Vereint zu sein, wie der Vater mit dem Sohn, das ist eine zentrale Bitte Jesu im Hohepriesterlichen Gebet. Es bedeutet im Vater und Sohn zu sein. Das hat mit Erkennen zu tun, mit dieser engen und intimen Beziehung der Liebe, die uns Gott ermöglicht. Dann wird auch mehr und mehr sein Wesen in uns Gestalt gewinnen, welch ein Wunder des Herzenseinklangs!
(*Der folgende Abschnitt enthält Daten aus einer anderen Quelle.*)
//! # TUI Adapter
//!
//! The ratatui-specific layer. Owns the terminal, runs the event loop, starts
//! the fetch when the view mounts and renders whatever the core state says.
//!
//! This is the only module that knows about ratatui and crossterm.
//!
//! ## Fetch Lifecycle
//!
//! ```text
//! mount ──▶ update(Mount) ──▶ Effect::SpawnFetch ──▶ FetchSubscription::start
//!                                                          │ tokio task
//!                                                          ▼
//! render ◀── update(PostsFetched(result)) ◀──── mpsc ◀── fetch_posts()
//! ```
//!
//! The subscription is dropped when the loop exits. Dropping it marks the
//! pending result as stale and aborts the task, so nothing reaches the state
//! after teardown.
//!
//! ## Redraw Strategy
//!
//! While loading, the loop polls every 100ms so the settled state shows up
//! promptly. Once settled it sleeps up to 500ms and only redraws on input or
//! resize.

mod component;
pub mod components;
mod event;
pub mod ui;

use log::{debug, info, warn};
use std::io::{self, stdout};
use std::sync::atomic::{AtomicBool, Ordering};
use std::sync::{Arc, mpsc};
use std::time::Duration;

use crossterm::event::{DisableMouseCapture, EnableMouseCapture};
use crossterm::execute;
use ratatui::DefaultTerminal;

use crate::core::action::{Action, Effect, update};
use crate::core::config::ResolvedConfig;
use crate::core::state::App;
use crate::feed::{HttpPostSource, PostSource};
use crate::tui::component::EventHandler;
use crate::tui::components::PostListState;
use crate::tui::event::{TuiEvent, poll_event_immediate, poll_event_timeout};

const LOADING_POLL: Duration = Duration::from_millis(100);
const IDLE_POLL: Duration = Duration::from_millis(500);

/// TUI-specific presentation state (not part of core business logic)
#[derive(Default)]
pub struct TuiState {
    pub post_list: PostListState,
}

impl TuiState {
    pub fn new() -> Self {
        Self::default()
    }
}

/// The one in-flight fetch of a mounted view.
///
/// Dropping the subscription disposes it: the task is aborted and, should it
/// already be past its last await point, its result is discarded.
pub struct FetchSubscription {
    active: Arc<AtomicBool>,
    handle: tokio::task::AbortHandle,
}

impl FetchSubscription {
    /// Spawn the fetch on the current tokio runtime. The result is delivered
    /// as `Action::PostsFetched` on `tx`.
    pub fn start(source: Arc<dyn PostSource>, tx: mpsc::Sender<Action>) -> Self {
        info!("Starting fetch from {}", source.describe());
        let active = Arc::new(AtomicBool::new(true));
        let task_active = Arc::clone(&active);

        let handle = tokio::spawn(async move {
            let result = source.fetch_posts().await;
            if !task_active.load(Ordering::Acquire) {
                debug!("View disposed before fetch settled, dropping result");
                return;
            }
            if tx.send(Action::PostsFetched(result)).is_err() {
                warn!("Failed to deliver fetch result: receiver dropped");
            }
        });

        Self {
            active,
            handle: handle.abort_handle(),
        }
    }

    pub fn is_finished(&self) -> bool {
        self.handle.is_finished()
    }
}

impl Drop for FetchSubscription {
    fn drop(&mut self) {
        self.active.store(false, Ordering::Release);
        self.handle.abort();
    }
}

struct TerminalModeGuard;

impl TerminalModeGuard {
    fn new() -> io::Result<Self> {
        execute!(stdout(), EnableMouseCapture)?;
        info!("Terminal modes enabled (mouse capture)");
        Ok(Self)
    }
}

impl Drop for TerminalModeGuard {
    fn drop(&mut self) {
        let _ = execute!(stdout(), DisableMouseCapture);
    }
}

/// Apply every action waiting on `rx`, starting the fetch when asked to.
/// Returns `(changed, quit)`.
pub fn drain_actions(
    app: &mut App,
    rx: &mpsc::Receiver<Action>,
    tx: &mpsc::Sender<Action>,
    subscription: &mut Option<FetchSubscription>,
) -> (bool, bool) {
    let mut changed = false;
    let mut quit = false;
    while let Ok(action) = rx.try_recv() {
        changed = true;
        debug!("Event loop received: {:?}", action);
        match update(app, action) {
            Effect::Quit => quit = true,
            Effect::SpawnFetch => {
                *subscription = Some(FetchSubscription::start(app.source.clone(), tx.clone()));
            }
            Effect::None => {}
        }
    }
    (changed, quit)
}

pub fn run(config: ResolvedConfig) -> io::Result<()> {
    let source: Arc<dyn PostSource> = Arc::new(HttpPostSource::new(config.endpoint.clone()));
    let mut app = App::new(source);
    let mut tui = TuiState::new();

    let mut terminal = ratatui::init();
    let _terminal_mode_guard = TerminalModeGuard::new();

    let result = event_loop(&mut terminal, &mut app, &mut tui);

    ratatui::restore();
    result
}

fn event_loop(terminal: &mut DefaultTerminal, app: &mut App, tui: &mut TuiState) -> io::Result<()> {
    let (tx, rx) = mpsc::channel();
    let mut subscription: Option<FetchSubscription> = None;

    // Mount: the first (and only) fetch of this view
    if tx.send(Action::Mount).is_err() {
        warn!("Failed to queue mount action");
    }
    let (_, mut should_quit) = drain_actions(app, &rx, &tx, &mut subscription);
    let mut needs_redraw = true;

    while !should_quit {
        if needs_redraw {
            terminal.draw(|f| ui::draw_ui(f, app, tui))?;
            needs_redraw = false;
        }

        let timeout = if app.view.is_loading() {
            LOADING_POLL
        } else {
            IDLE_POLL
        };
        let first_event = poll_event_timeout(timeout)?;
        if first_event.is_some() {
            needs_redraw = true;
        }

        // Process first event + drain ALL pending events before next draw
        let mut pending = first_event;
        while let Some(event) = pending {
            match event {
                TuiEvent::Quit => {
                    if update(app, Action::Quit) == Effect::Quit {
                        should_quit = true;
                    }
                }
                TuiEvent::Resize => {}
                scroll => {
                    tui.post_list.handle_event(&scroll);
                }
            }
            pending = poll_event_immediate()?;
        }

        let (changed, quit) = drain_actions(app, &rx, &tx, &mut subscription);
        needs_redraw |= changed;
        should_quit |= quit;
    }

    // Unmount
    if subscription.as_ref().is_some_and(|s| !s.is_finished()) {
        info!("Quitting with fetch still in flight, disposing");
    }
    drop(subscription);
    Ok(())
}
Der Vater ist untrennbar mit jener Entscheidung verbunden, die Leiden und Verherrlichung zur Folge hat. „Der Vater liebt mich“, sagt Jesus, „weil ich mein Leben hingebe“ (Joh 10,17). In diesem Satz wird die Liebe des Vaters nicht damit erklärt, dass er den Sohn gezeugt hat, sondern sie erscheint uns verursacht durch den Edelmut des Sohnes, der das Schlachtopfer sein will. Hier offenbart sich das Wesen des Vaters in einer Art, die uns überrascht und zutiefst bewegt.
Jesus stellt selbst eine Beziehung her zwischen seinem eigenen Willen, geopfert zu werden, und der Erkenntnis, die er von seinem Vater besitzt. „Wie der Vater mich kennt, so kenne ich den Vater; und ich gebe mein Leben für meine Schafe“ (Joh 10,15).
Das Erkennen des Vaters erreicht seinen Höhepunkt im Willen, sich opfern zu lassen, weil Gott Liebe und Hingabe ist.
Deshalb hat der Märtyrer von Gott eine so tiefe Erkenntnis und ist in einem wahren Sinn der vollkommene Theologe.
Die Anbetung des Vaters: „Die Stunde kommt, da ihr den Vater weder auf diesem Berge noch in Jerusalem anbeten werdet…“ (Joh 4,21). „Die Stunde kommt, und sie ist schon da, wo die wahren Anbeter den Vater im Geist und in der Wahrheit anbeten werden.“ (Joh 4,23) Findet sich in diesen Worten Jesu an die Samariterin nicht ein augenscheinlicher Widerspruch? Wenn die Stunde kommt, wie ist sie dann schon gekommen? Wenn die Stunde gekommen ist, wie wird sie dann noch kommen? Doch beide Behauptungen sind wahr.
Die Stunde der reinen Anbetung im Geist und in der Wahrheit ist noch nicht gekommen, denn die Spaltungen bestehen fort unter denen, die an denselben Vater glauben − und sogar unter denen, die an den Sohn glauben. Jesus nimmt diese Spaltungen nicht leicht. Er stellt Samariter und Juden nicht auf dieselbe Ebene. Die Samariter, sagt er, beten an, was sie nicht kennen, während die Juden kennen, was sie anbeten, und „das Heil kommt von den Juden“. Ebenso wird das Licht Christi nicht in gleicher Weise rein gehalten bei all den Gruppen, die sich auf ihn berufen. Jerusalem und Garizim haben noch nicht aufgehört zu bestehen.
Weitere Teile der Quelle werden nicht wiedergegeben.